Don’t underestimate the significance of this movement. About a decade ago, the bulging discs and damaged vertebrae in his back made walking a nearly impossible chore. He could stretch out fully only while lying down or floating in a swimming pool. His palliative care morphed into an opioid dependency. His condition, compounded by inflammation in his brain stem, caused memory loss and blackouts—so much so that he says he doesn’t remember portions of his life.


The pain was a cruel remnant from an adolescence and college career spent on football fields. He began noticing it in 2002, when his Oak Cliff company, On-Target Supplies & Logistics, began a 24-month trudge of no profits following an economic downturn. That pain followed him onstage as the first black chairman of the Dallas Regional Chamber. It was there as his kids grew older. And that pain made him withdraw. 


“I was not doing a lot with my daughter, who was the last of three children, that I did with my sons,” he says. “They knew me pre-excruciating pain. She doesn’t. Until now.” 
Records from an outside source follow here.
//! Time-series endpoints over the continuous aggregates

use std::sync::Arc;

use axum::extract::{Path, Query, State};
use axum::Json;
use chrono::{DateTime, Utc};
use serde::{Deserialize, Serialize};
use utoipa::ToSchema;

use crate::context::CoreContext;
use crate::error::CoreError;
use crate::kpi::TariffSchedule;
use crate::store::timeseries::{self, LatestReading};
use crate::types::{Granularity, TimeRange};

use super::super::ApiResult;

/// Default trailing window for series reads.
const DEFAULT_WINDOW_HOURS: i64 = 24;

#[derive(Debug, Deserialize)]
pub struct SeriesQuery {
    pub machine_id: String,
    pub energy_source: Option<String>,
    pub start_time: Option<String>,
    pub end_time: Option<String>,
    /// 1min | 15min | 1hour | 1day; default 1hour.
    pub interval: Option<String>,
}

#[derive(Debug, Serialize, ToSchema)]
pub struct SeriesPoint {
    pub timestamp: DateTime<Utc>,
    pub value: Option<f64>,
}

#[derive(Debug, Serialize, ToSchema)]
pub struct SeriesResponse {
    pub machine_id: String,
    pub metric: String,
    pub unit: String,
    pub interval: String,
    pub start_time: DateTime<Utc>,
    pub end_time: DateTime<Utc>,
    pub points: Vec<SeriesPoint>,
}

/// GET /api/v1/timeseries/{metric}
///
/// `metric` ∈ energy | power | sec | cost | carbon | load-factor.
#[utoipa::path(get, path = "/api/v1/timeseries/{metric}",
    params(
        ("metric" = String, Path, description = "energy | power | sec | cost | carbon | load-factor"),
        ("machine_id" = String, Query, description = "Machine id"),
        ("start_time" = Option<String>, Query, description = "ISO-8601 start (default: 24h ago)"),
        ("end_time" = Option<String>, Query, description = "ISO-8601 end (default: now)"),
        ("interval" = Option<String>, Query, description = "1min | 15min | 1hour | 1day")
    ),
    responses(
        (status = 200, description = "Bucketed series", body = SeriesResponse),
        (status = 400, description = "Unknown metric or malformed window")
    ))]
pub async fn series(
    State(ctx): State<Arc<CoreContext>>,
    Path(metric): Path<String>,
    Query(query): Query<SeriesQuery>,
) -> ApiResult<SeriesResponse> {
    let machine = super::resolve_machine(&ctx.pool, &query.machine_id).await?;
    let range = super::range_from_query(
        query.start_time.as_deref(),
        query.end_time.as_deref(),
        DEFAULT_WINDOW_HOURS,
    )?;
    let granularity = match query.interval.as_deref() {
        Some(raw) => Granularity::parse(raw)?,
        None => Granularity::OneHour,
    };
    let energy_source = query.energy_source.as_deref().unwrap_or("electricity");

    let machine_ids = vec![machine.id.clone()];
    let (unit, points) = metric_series(
        &ctx,
        &machine_ids,
        energy_source,
        &range,
        granularity,
        &metric,
    )
    .await?;

    Ok(Json(SeriesResponse {
        machine_id: machine.id,
        metric,
        unit: unit.to_string(),
        interval: granularity.to_string(),
        start_time: range.start,
        end_time: range.end,
        points,
    }))
}

/// Shared series assembly for the metric endpoints.
async fn metric_series(
    ctx: &CoreContext,
    machine_ids: &[String],
    energy_source: &str,
    range: &TimeRange,
    granularity: Granularity,
    metric: &str,
) -> Result<(&'static str, Vec<SeriesPoint>), CoreError> {
    let energy =
        timeseries::energy_series(&ctx.pool, machine_ids, energy_source, range, granularity)
            .await?;

    let tariff = TariffSchedule::from_config(&ctx.config.tariff);
    let carbon_factor = ctx.config.carbon_factor;

    let points: Vec<SeriesPoint> = match metric {
        "energy" => energy
            .iter()
            .map(|b| SeriesPoint {
                timestamp: b.bucket,
                value: b.total_energy_kwh,
            })
            .collect(),
        "power" => energy
            .iter()
            .map(|b| SeriesPoint {
                timestamp: b.bucket,
                value: b.avg_power_kw,
            })
            .collect(),
        "load-factor" => energy
            .iter()
            .map(|b| SeriesPoint {
                timestamp: b.bucket,
                value: match (b.avg_power_kw, b.max_power_kw) {
                    (Some(avg), Some(max)) if max > 0.0 => Some(avg / max),
                    _ => None,
                },
            })
            .collect(),
        "cost" => energy
            .iter()
            .map(|b| SeriesPoint {
                timestamp: b.bucket,
                value: b.total_energy_kwh.map(|e| e * tariff.rate_at(b.bucket)),
            })
            .collect(),
        "carbon" => energy
            .iter()
            .map(|b| SeriesPoint {
                timestamp: b.bucket,
                value: b.total_energy_kwh.map(|e| e * carbon_factor),
            })
            .collect(),
        "sec" => {
            let production =
                timeseries::production_series(&ctx.pool, machine_ids, range, granularity).await?;
            energy
                .iter()
                .map(|b| {
                    let produced = production
                        .iter()
                        .find(|p| p.bucket == b.bucket)
                        .and_then(|p| p.total_count);
                    SeriesPoint {
                        timestamp: b.bucket,
                        value: match (b.total_energy_kwh, produced) {
                            (Some(e), Some(p)) if p > 0.0 => Some(e / p),
                            _ => None,
                        },
                    }
                })
                .collect()
        }
        other => {
            return Err(CoreError::BadRequest(format!(
                "unknown metric '{other}' (expected energy, power, sec, cost, carbon or load-factor)"
            )))
        }
    };

    let unit = match metric {
        "energy" => "kWh",
        "power" => "kW",
        "sec" => "kWh/unit",
        "cost" => "currency",
        "carbon" => "kg_co2",
        _ => "ratio",
    };

    Ok((unit, points))
}

/// GET /api/v1/timeseries/latest/{machine_id}
#[utoipa::path(get, path = "/api/v1/timeseries/latest/{machine_id}",
    params(("machine_id" = String, Path, description = "Machine id")),
    responses(
        (status = 200, description = "Most recent raw reading", body = LatestReading),
        (status = 404, description = "Unknown machine or no readings")
    ))]
pub async fn latest(
    State(ctx): State<Arc<CoreContext>>,
    Path(machine_id): Path<String>,
) -> ApiResult<LatestReading> {
    let machine = super::resolve_machine(&ctx.pool, &machine_id).await?;
    let reading = timeseries::latest_reading(&ctx.pool, &machine.id)
        .await?
        .ok_or_else(|| {
            CoreError::NotFound(format!("no readings recorded for machine '{machine_id}'"))
        })?;
    Ok(Json(reading))
}

#[derive(Debug, Deserialize)]
pub struct MultiMachineQuery {
    /// Comma-separated machine ids.
    pub machine_ids: String,
    pub energy_source: Option<String>,
    pub start_time: Option<String>,
    pub end_time: Option<String>,
    pub interval: Option<String>,
}

#[derive(Debug, Serialize, ToSchema)]
pub struct MultiMachineSeries {
    pub machine_id: String,
    pub points: Vec<SeriesPoint>,
}

#[derive(Debug, Serialize, ToSchema)]
pub struct MultiMachineResponse {
    pub metric: String,
    pub unit: String,
    pub interval: String,
    pub series: Vec<MultiMachineSeries>,
}

/// GET /api/v1/timeseries/multi-machine/energy
#[utoipa::path(get, path = "/api/v1/timeseries/multi-machine/energy",
    params(
        ("machine_ids" = String, Query, description = "Comma-separated machine ids"),
        ("start_time" = Option<String>, Query, description = "ISO-8601 start"),
        ("end_time" = Option<String>, Query, description = "ISO-8601 end"),
        ("interval" = Option<String>, Query, description = "1min | 15min | 1hour | 1day")
    ),
    responses((status = 200, description = "Aligned energy series per machine", body = MultiMachineResponse)))]
pub async fn multi_machine_energy(
    State(ctx): State<Arc<CoreContext>>,
    Query(query): Query<MultiMachineQuery>,
) -> ApiResult<MultiMachineResponse> {
    let ids: Vec<String> = query
        .machine_ids
        .split(',')
        .map(str::trim)
        .filter(|s| !s.is_empty())
        .map(str::to_string)
        .collect();
    if ids.is_empty() {
        return Err(CoreError::BadRequest("machine_ids must not be empty".to_string()).into());
    }

    let range = super::range_from_query(
        query.start_time.as_deref(),
        query.end_time.as_deref(),
        DEFAULT_WINDOW_HOURS,
    )?;
    let granularity = match query.interval.as_deref() {
        Some(raw) => Granularity::parse(raw)?,
        None => Granularity::OneHour,
    };
    let energy_source = query.energy_source.as_deref().unwrap_or("electricity");

    let mut series = Vec::with_capacity(ids.len());
    for id in ids {
        let machine = super::resolve_machine(&ctx.pool, &id).await?;
        let machine_ids = vec![machine.id.clone()];
        let buckets = timeseries::energy_series(
            &ctx.pool,
            &machine_ids,
            energy_source,
            &range,
            granularity,
        )
        .await?;
        series.push(MultiMachineSeries {
            machine_id: machine.id,
            points: buckets
                .iter()
                .map(|b| SeriesPoint {
                    timestamp: b.bucket,
                    value: b.total_energy_kwh,
                })
                .collect(),
        });
    }

    Ok(Json(MultiMachineResponse {
        metric: "energy".to_string(),
        unit: "kWh".to_string(),
        interval: granularity.to_string(),
        series,
    }))
}
/// A persisted regression baseline. At most one row per
/// (machine, energy source) has `is_active = true`.
#[derive(Debug, Clone, Serialize, Deserialize, sqlx::FromRow, ToSchema)]
pub struct BaselineModel {
    pub id: Uuid,
    pub machine_id: String,
    pub energy_source: String,
    pub model_version: i32,
    /// Ordered feature keys; `coefficients[i]` belongs to `features[i]`.
    #[schema(value_type = Vec<String>)]
    pub features: sqlx::types::Json<Vec<String>>,
    pub intercept: f64,
    #[schema(value_type = Vec<f64>)]
    pub coefficients: sqlx::types::Json<Vec<f64>>,
    pub r_squared: f64,
    pub rmse: f64,
    pub mae: f64,
    /// Standard deviation of training residuals; drives 2σ/3σ severity.
    pub residual_std: f64,
    pub training_samples: i32,
    pub training_start: DateTime<Utc>,
    pub training_end: DateTime<Utc>,
    pub blob_path: Option<String>,
    pub is_active: bool,
    pub created_at: DateTime<Utc>,
}

impl BaselineModel {
    pub fn meets_quality_threshold(&self) -> bool {
        self.r_squared >= QUALITY_R_SQUARED_THRESHOLD
    }

    /// Evaluate the model against an ordered feature vector.
    pub fn predict(&self, x: &[f64]) -> f64 {
        self.intercept
            + self
                .coefficients
                .iter()
                .zip(x.iter())
                .map(|(c, v)| c * v)
                .sum::<f64>()
    }
}

// ============================================================================
// Training Jobs
// ============================================================================

#[derive(Debug, Clone, Copy, Serialize, Deserialize, PartialEq, Eq, Hash, sqlx::Type, ToSchema)]
#[sqlx(type_name = "text", rename_all = "snake_case")]
#[serde(rename_all = "snake_case")]
pub enum ModelType {
    Baseline,
    Anomaly,
    Forecast,
}

impl std::fmt::Display for ModelType {
    fn fmt(&self, f: &mut std::fmt::Formatter<'_>) -> std::fmt::Result {
        match self {
            Self::Baseline => write!(f, "baseline"),
            Self::Anomaly => write!(f, "anomaly"),
            Self::Forecast => write!(f, "forecast"),
        }
    }
}

#[derive(Debug, Clone, Copy, Serialize, Deserialize, PartialEq, Eq, sqlx::Type, ToSchema)]
#[sqlx(type_name = "text", rename_all = "snake_case")]
#[serde(rename_all = "snake_case")]
pub enum JobStatus {
    Pending,
    Running,
    Succeeded,
    Failed,
}

impl std::fmt::Display for JobStatus {
    fn fmt(&self, f: &mut std::fmt::Formatter<'_>) -> std::fmt::Result {
        match self {
            Self::Pending => write!(f, "pending"),
            Self::Running => write!(f, "running"),
            Self::Succeeded => write!(f, "succeeded"),
            Self::Failed => write!(f, "failed"),
        }
    }
}

/// One training attempt. At most one `running` row per (machine, model_type).
#[derive(Debug, Clone, Serialize, Deserialize, sqlx::FromRow, ToSchema)]
pub struct TrainingJob {
    pub id: Uuid,
    pub machine_id: String,
    pub model_type: ModelType,
    pub status: JobStatus,
    pub progress_pct: f64,
    pub error: Option<String>,
    pub model_id: Option<Uuid>,
    pub started_at: DateTime<Utc>,
    pub finished_at: Option<DateTime<Utc>>,
}

// ============================================================================
// Anomalies
// ============================================================================

#[derive(Debug, Clone, Copy, Serialize, Deserialize, PartialEq, Eq, Hash, sqlx::Type, ToSchema)]
#[sqlx(type_name = "text", rename_all = "snake_case")]
#[serde(rename_all = "snake_case")]
pub enum AnomalyType {
    Spike,
    Drop,
    Drift,
    BaselineDeviation,
    Power,
    Temperature,
    Pressure,
    Production,
    Unknown,
}

impl std::fmt::Display for AnomalyType {
    fn fmt(&self, f: &mut std::fmt::Formatter<'_>) -> std::fmt::Result {
        let s = match self {
            Self::Spike => "spike",
            Self::Drop => "drop",
            Self::Drift => "drift",
            Self::BaselineDeviation => "baseline_deviation",
            Self::Power => "power",
            Self::Temperature => "temperature",
            Self::Pressure => "pressure",
            Self::Production => "production",
            Self::Unknown => "unknown",
        };
        write!(f, "{s}")
    }
}

/// Severity ladder: info below 2σ, warning at ≥ 2σ, critical at ≥ 3σ.
#[derive(
    Debug, Clone, Copy, Serialize, Deserialize, PartialEq, Eq, PartialOrd, Ord, sqlx::Type, ToSchema,
)]
#[sqlx(type_name = "text", rename_all = "snake_case")]
#[serde(rename_all = "snake_case")]
pub enum AnomalySeverity {
    Info,
    Warning,
    Critical,
}

impl AnomalySeverity {
    /// Classify an absolute deviation against a residual σ.
    ///
    /// A non-positive σ (degenerate residuals) classifies everything as info.
    pub fn from_deviation(abs_deviation: f64, sigma: f64) -> Self {
        if sigma <= 0.0 {
            return Self::Info;
        }
        let z = abs_deviation / sigma;
        if z >= 3.0 {
            Self::Critical
        } else if z >= 2.0 {
            Self::Warning
        } else {
            Self::Info
        }
    }

    pub fn parse(s: &str) -> Result<Self, CoreError> {
        match s {
            "info" => Ok(Self::Info),
            "warning" => Ok(Self::Warning),
            "critical" => Ok(Self::Critical),
            other => Err(CoreError::BadRequest(format!(
                "unknown severity '{other}' (expected info, warning or critical)"
            ))),
        }
    }
}

impl std::fmt::Display for AnomalySeverity {
    fn fmt(&self, f: &mut std::fmt::Formatter<'_>) -> std::fmt::Result {
        match self {
            Self::Info => write!(f, "info"),
            Self::Warning => write!(f, "warning"),
            Self::Critical => write!(f, "critical"),
        }
    }
}

#[derive(Debug, Clone, Copy, Serialize, Deserialize, PartialEq, Eq, sqlx::Type, ToSchema)]
#[sqlx(type_name = "text", rename_all = "snake_case")]
#[serde(rename_all = "snake_case")]
pub enum AnomalyStatus {
    Open,
    Resolved,
}

/// A detected (or manually created) anomaly.
///
/// Invariant: `status = resolved ⇔ resolved_at is set`.
/// Deduplicated on (machine_id, detected_at, anomaly_type).
#[derive(Debug, Clone, Serialize, Deserialize, sqlx::FromRow, ToSchema)]
pub struct Anomaly {
    pub id: Uuid,
    pub machine_id: String,
    pub detected_at: DateTime<Utc>,
    pub anomaly_type: AnomalyType,
    pub severity: AnomalySeverity,
    pub metric: String,
    pub actual: f64,
    pub expected: f64,
    pub deviation: f64,
    pub deviation_percent: f64,
    pub confidence: f64,
    pub status: AnomalyStatus,
    pub resolution_note: Option<String>,
    pub resolved_at: Option<DateTime<Utc>>,
    pub created_at: DateTime<Utc>,
}

// ============================================================================
// KPI Results
// ============================================================================

/// A single KPI value; `value` is null when the KPI is undefined over the
/// window (e.g. zero production for SEC), with `reason` explaining why.
#[derive(Debug, Clone, Serialize, Deserialize, ToSchema)]
pub struct KpiValue {
    pub value: Option<f64>,
    pub unit: String,
    #[serde(skip_serializing_if = "Option::is_none")]
    pub reason: Option<String>,
}

impl KpiValue {
    pub fn new(value: f64, unit: &str) -> Self {
        Self {
            value: Some(value),
            unit: unit.to_string(),
            reason: None,
        }
    }

    pub fn undefined(unit: &str, reason: &str) -> Self {
        Self {
            value: None,
            unit: unit.to_string(),
            reason: Some(reason.to_string()),
        }
    }
}

/// The fixed KPI suite computed over one window.
#[derive(Debug, Clone, Serialize, Deserialize, ToSchema)]
pub struct KpiSet {
    pub machine_id: String,
    pub period_start: DateTime<Utc>,
    pub period_end: DateTime<Utc>,
    /// Specific Energy Consumption (kWh per produced unit).
    pub sec: KpiValue,
    /// Maximum bucket-average power (kW).
    pub peak_demand: KpiValue,
    /// Average power over peak power (dimensionless, 0..1).
    pub load_factor: KpiValue,
    /// TOU-priced energy cost.
    pub energy_cost: KpiValue,
    /// kg CO₂ emitted.
    pub carbon: KpiValue,
    pub computed_at: DateTime<Utc>,
}

/// Cached KPI row written by the nightly pre-compute job. Advisory only;
/// a cache miss recomputes from the aggregates.
#[derive(Debug, Clone, Serialize, Deserialize, sqlx::FromRow, ToSchema)]
pub struct KpiCacheRow {
    pub machine_id: String,
    pub period_start: DateTime<Utc>,
    pub period_end: DateTime<Utc>,
    pub kpi_name: String,
    pub value: Option<f64>,
    pub unit: String,
    pub computed_at: DateTime<Utc>,
}
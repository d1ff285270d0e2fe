//! GET /health — service, dependencies, feature flags, scheduler summary

use std::sync::Arc;

use axum::extract::State;
use axum::Json;
use chrono::Utc;
use serde::Serialize;
use utoipa::ToSchema;

use crate::context::CoreContext;
use crate::scheduler::JobSnapshot;
use crate::store;

use super::super::ApiResult;

#[derive(Debug, Serialize, ToSchema)]
pub struct DependencyStatus {
    pub database: bool,
    pub event_bus: bool,
}

#[derive(Debug, Serialize, ToSchema)]
pub struct FeatureFlags {
    pub websocket_enabled: bool,
    pub pubsub_enabled: bool,
    pub scheduler_enabled: bool,
}

#[derive(Debug, Serialize, ToSchema)]
pub struct HealthResponse {
    pub service: String,
    pub version: String,
    /// "ok" when every dependency is reachable, "degraded" otherwise.
    pub status: String,
    pub uptime_seconds: i64,
    pub dependencies: DependencyStatus,
    pub features: FeatureFlags,
    pub websocket_connections: usize,
    pub scheduler: Vec<JobSnapshot>,
}

/// GET /api/v1/health
#[utoipa::path(get, path = "/api/v1/health",
    responses((status = 200, description = "Service health and dependency status", body = HealthResponse)))]
pub async fn get_health(State(ctx): State<Arc<CoreContext>>) -> ApiResult<HealthResponse> {
    let database = store::health_check(&ctx.pool).await;
    let event_bus = ctx.publisher.is_connected();

    let status = if database { "ok" } else { "degraded" };

    Ok(Json(HealthResponse {
        service: "enms-analytics".to_string(),
        version: env!("CARGO_PKG_VERSION").to_string(),
        status: status.to_string(),
        uptime_seconds: (Utc::now() - ctx.started_at).num_seconds(),
        dependencies: DependencyStatus {
            database,
            event_bus,
        },
        features: FeatureFlags {
            websocket_enabled: ctx.config.websocket.enabled,
            pubsub_enabled: ctx.config.bus.pubsub_enabled,
            scheduler_enabled: ctx.config.scheduler_enabled,
        },
        websocket_connections: ctx.fanout.connection_count(),
        scheduler: ctx.scheduler.snapshots().await,
    }))
}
Black is a southern Dallas success story. He grew up about a mile southeast of Fair Park, in the Frazier Courts housing project, a complex of about 500 brick units built in the ’40s and ’50s, modeled after military barracks. They all came down in 2005, replaced with grant-funded single-family townhomes. Black’s father was a downtown Dallas hotel doorman who instilled a deep motivation in his boy to aim high. Chores didn’t earn him an allowance, but reading the Dallas Times Herald and the Dallas Morning News did. Today he’s intensely dedicated to southern Dallas, even locating the headquarters of his logistics company between tufts of elm trees off Clarendon Drive in Oak Cliff, just west of Interstate 35E. His company now employs 173 men and women who last year oversaw $36 million in logistics sales with companies such as AT&T, Oncor, and Texas Instruments. On-Target was successful enough to relocate anywhere in the city, but he chose to stay south of the Trinity so he could bring jobs there.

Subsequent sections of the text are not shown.